What's the nopython option?

• If nopython=True, numba will try to compile the entire function so that it can be run completely without the Python interpreter. This is usually what you want.
• Otherwise, numba will try to compile the entire function, but if there are unsupported operations or types it will try to only extract loops and compile them as separate functions.

Let's create a million-element array and see how fast the code runs without numba.

In :
a = np.zeros((10**6,), dtype=np.float32)
a

Out:
array([0., 0., 0., ..., 0., 0., 0.], dtype=float32)
In :
# Run as regular python code (interpreted)
%timeit inc_cpu.py_func(a)
a

2 s ± 21.2 ms per loop (mean ± std. dev. of 7 runs, 1 loop each)

Out:
array([8., 8., 8., ..., 8., 8., 8.], dtype=float32)

We had to call the function with .py_func to get the original function (before wrapping with the jitter).
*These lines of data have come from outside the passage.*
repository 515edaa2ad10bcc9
//! Axum route handlers for the masonry layout API.

use axum::{
    extract::{Query, State},
    Json,
};
use std::collections::HashSet;

use serde::{Deserialize, Serialize};
use tracing::debug;

use crate::content::sections::filter_by_model;
use crate::errors::AppError;
use crate::masonry::engine::{compute_layout, Dimensions, LayoutResult, MasonryConfig};
use crate::masonry::item::LayoutRecord;
use crate::masonry::probe::measure_all;
use crate::masonry::session::{LayoutSession, PassOutcome};
use crate::state::AppState;

// ────────────────────────────────────────────────────────────────────────────
// Request / Response types
// ────────────────────────────────────────────────────────────────────────────

#[derive(Debug, Deserialize)]
pub struct LayoutItemInput {
    pub id: String,
    #[serde(default)]
    pub width: Option<f64>,
    #[serde(default)]
    pub height: Option<f64>,
}

#[derive(Debug, Deserialize)]
pub struct LayoutRequest {
    pub width: f64,
    pub items: Vec<LayoutItemInput>,
}

#[derive(Debug, Deserialize)]
pub struct ImageLayoutQuery {
    pub width: f64,
    pub model: Option<String>,
}

/// A zero-width container is not an error: the caller should measure again later.
#[derive(Debug, Serialize)]
#[serde(tag = "status", rename_all = "snake_case")]
pub enum LayoutResponse {
    Placed {
        layout: LayoutResult,
        /// Items left out of this pass because their size is unknown.
        unmeasured: Vec<String>,
    },
    Deferred {
        retry_after_ms: u64,
    },
}

impl LayoutResponse {
    fn deferred(config: &MasonryConfig) -> Self {
        LayoutResponse::Deferred {
            retry_after_ms: config.retry_delay(1).as_millis() as u64,
        }
    }
}

/// Widest container the API lays out, in CSS pixels.
pub const MAX_CONTAINER_WIDTH: f64 = 100_000.0;

fn validate_width(width: f64) -> Result<f64, AppError> {
    if !width.is_finite() || width < 0.0 {
        return Err(AppError::Validation(format!(
            "width must be a non-negative number, got {width}"
        )));
    }
    if width > MAX_CONTAINER_WIDTH {
        return Err(AppError::Validation(format!(
            "width must be at most {MAX_CONTAINER_WIDTH}, got {width}"
        )));
    }
    Ok(width)
}

// ────────────────────────────────────────────────────────────────────────────
// Handlers
// ────────────────────────────────────────────────────────────────────────────

/// POST /api/v1/layout
///
/// Lays out caller-supplied items. Items without both dimensions are skipped.
pub async fn handle_layout(
    State(state): State<AppState>,
    Json(request): Json<LayoutRequest>,
) -> Result<Json<LayoutResponse>, AppError> {
    let width = validate_width(request.width)?;
    if request.items.iter().any(|item| item.id.trim().is_empty()) {
        return Err(AppError::Validation("item id cannot be empty".to_string()));
    }

    let inputs: Vec<(&str, Option<Dimensions>)> = request
        .items
        .iter()
        .map(|item| {
            let dimensions = match (item.width, item.height) {
                (Some(w), Some(h)) => Some(Dimensions::new(w, h)),
                _ => None,
            };
            (item.id.as_str(), dimensions)
        })
        .collect();

    let Some(layout) = compute_layout(width, inputs.iter().copied(), &state.masonry) else {
        return Ok(Json(LayoutResponse::deferred(&state.masonry)));
    };
    let placed: HashSet<usize> = layout.placements.iter().map(|p| p.index).collect();
    let unmeasured = inputs
        .iter()
        .enumerate()
        .filter(|(index, _)| !placed.contains(index))
        .map(|(_, (id, _))| id.to_string())
        .collect();

    Ok(Json(LayoutResponse::Placed { layout, unmeasured }))
}

/// GET /api/v1/images/layout?width=&model=
///
/// Loads images from the store, probes their sizes, and lays them out for `width`.
pub async fn handle_image_layout(
    State(state): State<AppState>,
    Query(params): Query<ImageLayoutQuery>,
) -> Result<Json<LayoutResponse>, AppError> {
    let width = validate_width(params.width)?;
    if width == 0.0 {
        return Ok(Json(LayoutResponse::deferred(&state.masonry)));
    }

    let images = state.store.images().await?;
    let records: Vec<LayoutRecord> = match params.model.as_deref() {
        Some(model) => filter_by_model(&images, model)
            .into_iter()
            .map(|img| img.to_layout_record())
            .collect(),
        None => images.iter().map(|img| img.to_layout_record()).collect(),
    };

    let mut session = LayoutSession::new(state.masonry.clone());
    session.replace_items(records.clone());
    let generation = session.generation();
    for (id, dimensions) in measure_all(state.probe.clone(), &records).await {
        session.record_measurement(generation, &id, dimensions);
    }
    session.resize(width);

    match session.flush() {
        PassOutcome::Placed { result, .. } => {
            let unmeasured = session.items().unmeasured_ids();
            debug!(
                placed = result.placements.len(),
                unmeasured = unmeasured.len(),
                "image layout computed"
            );
            Ok(Json(LayoutResponse::Placed {
                layout: result,
                unmeasured,
            }))
        }
        _ => Ok(Json(LayoutResponse::deferred(&state.masonry))),
    }
}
Now let's call it though the wrapper to time the compiled version:

In :
# Run as jit-compiled machine code
%timeit inc_cpu(a)
a

191 µs ± 51.2 µs per loop (mean ± std. dev. of 7 runs, 1 loop each)

Out:
array([16., 16., 16., ..., 16., 16., 16.], dtype=float32)
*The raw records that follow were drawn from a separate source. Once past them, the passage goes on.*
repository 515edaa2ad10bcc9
use axum::Json;
use serde_json::{json, Value};

/// GET /health
/// Returns a simple status object with service version.
pub async fn health_handler() -> Json<Value> {
    Json(json!({
        "status": "ok",
        "version": env!("CARGO_PKG_VERSION"),
        "service": "folio"
    }))
}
Now lets also compare this to numpy:

In :
# Run using numpy add(), this is like a + 1 but without allocating output array

169 µs ± 3.77 µs per loop (mean ± std. dev. of 7 runs, 10000 loops each)


Nice, we get results similar to numpy's optimized C code.
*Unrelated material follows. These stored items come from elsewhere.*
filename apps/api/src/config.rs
use std::str::FromStr;
use std::time::Duration;

use anyhow::{Context, Result};

use crate::masonry::MasonryConfig;

/// Application configuration loaded from environment variables.
/// Fails at startup if required variables are missing or malformed.
#[derive(Debug, Clone)]
pub struct Config {
    pub database_url: String,
    pub port: u16,
    pub rust_log: String,
    pub masonry: MasonryConfig,
    pub image_probe_timeout: Duration,
}

impl Config {
    pub fn from_env() -> Result<Self> {
        dotenvy::dotenv().ok(); // load .env if present; ignore if missing

        let defaults = MasonryConfig::default();
        let masonry = MasonryConfig {
            min_column_width: optional_env("MASONRY_MIN_COLUMN_WIDTH", defaults.min_column_width)?,
            gap: optional_env("MASONRY_GAP", defaults.gap)?,
            placeholder_height: optional_env(
                "MASONRY_PLACEHOLDER_HEIGHT",
                defaults.placeholder_height,
            )?,
            max_width_retries: optional_env("MASONRY_MAX_WIDTH_RETRIES", defaults.max_width_retries)?,
            retry_base_delay: Duration::from_millis(optional_env(
                "MASONRY_RETRY_BASE_MS",
                defaults.retry_base_delay.as_millis() as u64,
            )?),
            retry_max_delay: Duration::from_millis(optional_env(
                "MASONRY_RETRY_MAX_MS",
                defaults.retry_max_delay.as_millis() as u64,
            )?),
            resize_debounce: Duration::from_millis(optional_env(
                "MASONRY_RESIZE_DEBOUNCE_MS",
                defaults.resize_debounce.as_millis() as u64,
            )?),
        };
        masonry.validate()?;

        Ok(Config {
            database_url: require_env("DATABASE_URL")?,
            port: optional_env("PORT", 8080u16).context("PORT must be a valid port number")?,
            rust_log: std::env::var("RUST_LOG").unwrap_or_else(|_| "info".to_string()),
            masonry,
            image_probe_timeout: Duration::from_secs(optional_env("IMAGE_PROBE_TIMEOUT_SECS", 10)?),
        })
    }
}

fn require_env(key: &str) -> Result<String> {
    std::env::var(key).with_context(|| format!("Required environment variable '{key}' is not set"))
}

fn optional_env<T>(key: &str, default: T) -> Result<T>
where
    T: FromStr,
    T::Err: std::error::Error + Send + Sync + 'static,
{
    match std::env::var(key) {
        Ok(raw) => raw
            .trim()
            .parse::<T>()
            .with_context(|| format!("Environment variable '{key}' has an invalid value: {raw}")),
        Err(_) => Ok(default),
    }
}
The first time we called inc_cpu we paid a overhead price for the compilation. However, the %timeit magic returns the best result from multiple runs, so our results do not show this overhead.

### First steps with numba on the GPU¶

In :
from numba import cuda

# Show GPUs on the machine
cuda.detect()

Found 1 CUDA devices
id 0    b'GeForce RTX 2080 Ti'                              [SUPPORTED]
compute capability: 7.5
pci device id: 0
pci bus id: 29
Summary:
1/1 devices are supported

Out:
True

Let's rewrite our "Hello World" example as a CUDA kernel.

In :
@cuda.jit
def inc_gpu(a: np.ndarray):
idx = cuda.threadIdx.x + cuda.blockIdx.x * cuda.blockDim.x

# Notice:
# 1. No loop: every thread will operate on a single element
# 2. We assume more threads than array elements
if idx < a.shape:
a[idx] += 1

# Look at the type after decoration
inc_gpu

Out:
<numba.cuda.compiler.Dispatcher at 0x7f9cd1be12b0>

We defined a Kernel. How do we specify it's grid/block geometry?

In :
gridsize = (1024, 1024)
blocksize = (32, 32, 32)

# Index the wrapped function to get a new Kernel, with a configured geometry
inc_gpu[gridsize, blocksize]

Out:
<numba.cuda.compiler._KernelConfiguration at 0x7f9cd1c86160>

Now lets invoke this kernel with a specific geometry containing more threads than array elements (over 1M threads!)

In :
blocksize = 256
gridsize = math.ceil(a.shape / blocksize)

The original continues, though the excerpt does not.